Despite the near-term softness, the report underscores a longer-term perspective. While Bitcoin’s monetary status remains a work in progress, its potential to assume a more prominent role in digital-first economies could intensify as tokenization of assets and on-chain finance expand. The analysis highlights that the ongoing transition toward tokenized markets, together with the growth of on-chain infrastructure for tokenized assets, might help Bitcoin solidify a more enduring store-of-value or medium-of-exchange function over time—even if such a shift does not materialize immediately.

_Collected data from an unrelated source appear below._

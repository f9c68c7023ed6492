use tera::{Context, Tera};

use crate::PredictionReport;
use crate::error::ReportError;

pub const REPORT_TEMPLATE_NAME: &str = "report.html";
const REPORT_TEMPLATE: &str = include_str!("../templates/report.html");

/// Render the HTML report page for one prediction.
pub fn render_report(report: &PredictionReport) -> Result<String, ReportError> {
    render_with(REPORT_TEMPLATE_NAME, REPORT_TEMPLATE, report)
}

/// Render `report` through a caller-supplied Tera template.
///
/// The report's fields (`assessment`, `rows`, `chart`, `inputs`) become the
/// template context variables.
pub fn render_with(
    template_name: &str,
    template_content: &str,
    report: &PredictionReport,
) -> Result<String, ReportError> {
    let mut tera = Tera::default();
    tera.add_raw_template(template_name, template_content)?;

    let value = serde_json::to_value(report)?;
    let context = Context::from_value(value)?;

    Ok(tera.render(template_name, &context)?)
}
use serde::Serialize;
use ts_rs::TS;
use uuid::Uuid;

use gnr_core::models::antibiotic::Target;
use gnr_core::models::snapshot::{ClinicalInputSnapshot, Hospital};
use gnr_encoder::Encoder;
use gnr_models::ModelRegistry;

use crate::error::ReportError;

/// Predicted susceptibility for one target.
#[derive(Debug, Clone, Copy, PartialEq, Serialize, TS)]
#[ts(export)]
pub struct Susceptibility {
    pub target: Target,
    /// Probability in [0, 1].
    pub probability: f64,
    /// `probability * 100`, unrounded.
    pub percent: f64,
}

/// Results for one submission, in configured target order.
#[derive(Debug, Clone, Serialize, TS)]
#[ts(export)]
pub struct Assessment {
    pub id: Uuid,
    pub created_at: jiff::Timestamp,
    pub hospital: Hospital,
    pub results: Vec<Susceptibility>,
}

/// Encode `snapshot` for every configured target and ask its model.
///
/// Either every target succeeds or the whole assessment fails; no partial
/// result list is ever returned.
pub fn assess(
    snapshot: &ClinicalInputSnapshot,
    encoder: &Encoder,
    registry: &ModelRegistry,
) -> Result<Assessment, ReportError> {
    let id = Uuid::new_v4();
    let mut results = Vec::with_capacity(encoder.targets().len());

    for &target in encoder.targets() {
        let vector = encoder.encode(snapshot, target)?;
        let probability = registry.predict(snapshot.hospital, &vector)?;
        tracing::debug!(
            assessment_id = %id,
            target = %target,
            probability,
            "predicted susceptibility"
        );
        results.push(Susceptibility {
            target,
            probability,
            percent: probability * 100.0,
        });
    }

    tracing::info!(
        assessment_id = %id,
        hospital = %snapshot.hospital,
        targets = results.len(),
        "assessment complete"
    );

    Ok(Assessment {
        id,
        created_at: jiff::Timestamp::now(),
        hospital: snapshot.hospital,
        results,
    })
}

From a practical standpoint, the near-term recovery hinges on capital inflows. Grayscale notes that ETF activity could serve as a meaningful catalyst should fresh inflows reappear, while retail participation—currently concentrated in AI and growth-driven equities—would need to broaden to crypto assets for a more robust upside. The research also points to ongoing market structure dynamics, including price discovery processes on major exchanges and the degree to which price gaps on venues like Coinbase reflect broader demand gaps in the crypto space. Taken together, these factors suggest Bitcoin’s path remains highly sensitive to macro risk appetite, regulatory signals, and the ebb and flow of liquidity across traditional and digital markets.

Key takeaways

  • Bitcoin’s price action has shown stronger ties to growth equities, particularly software stocks, since early 2024, rather than mirroring traditional safe-haven assets like gold.
  • The asset has experienced a ~50% drawdown from its October peak above $126,000, with declines unfolding in multiple waves including a major liquidation event in October 2025.
  • Grayscale attributes some of the recent volatility to “motivated US sellers” and persistent price discounts on Coinbase, signaling liquidity and demand dynamics within the U.S. market.
  • Institutional participation, ETF activity, and shifting macro risk sentiment are cited as factors intensifying Bitcoin’s sensitivity to the broader market environment.
  • Although Bitcoin has not displaced gold as a monetary asset, its role could evolve as digital markets grow and tokenized financial systems mature.

Tickers mentioned: $BTC

Price impact: Negative. Bitcoin retraced about half of its October highs, underscoring a softer near-term price backdrop tied to risk-on selling and ETF flow dynamics.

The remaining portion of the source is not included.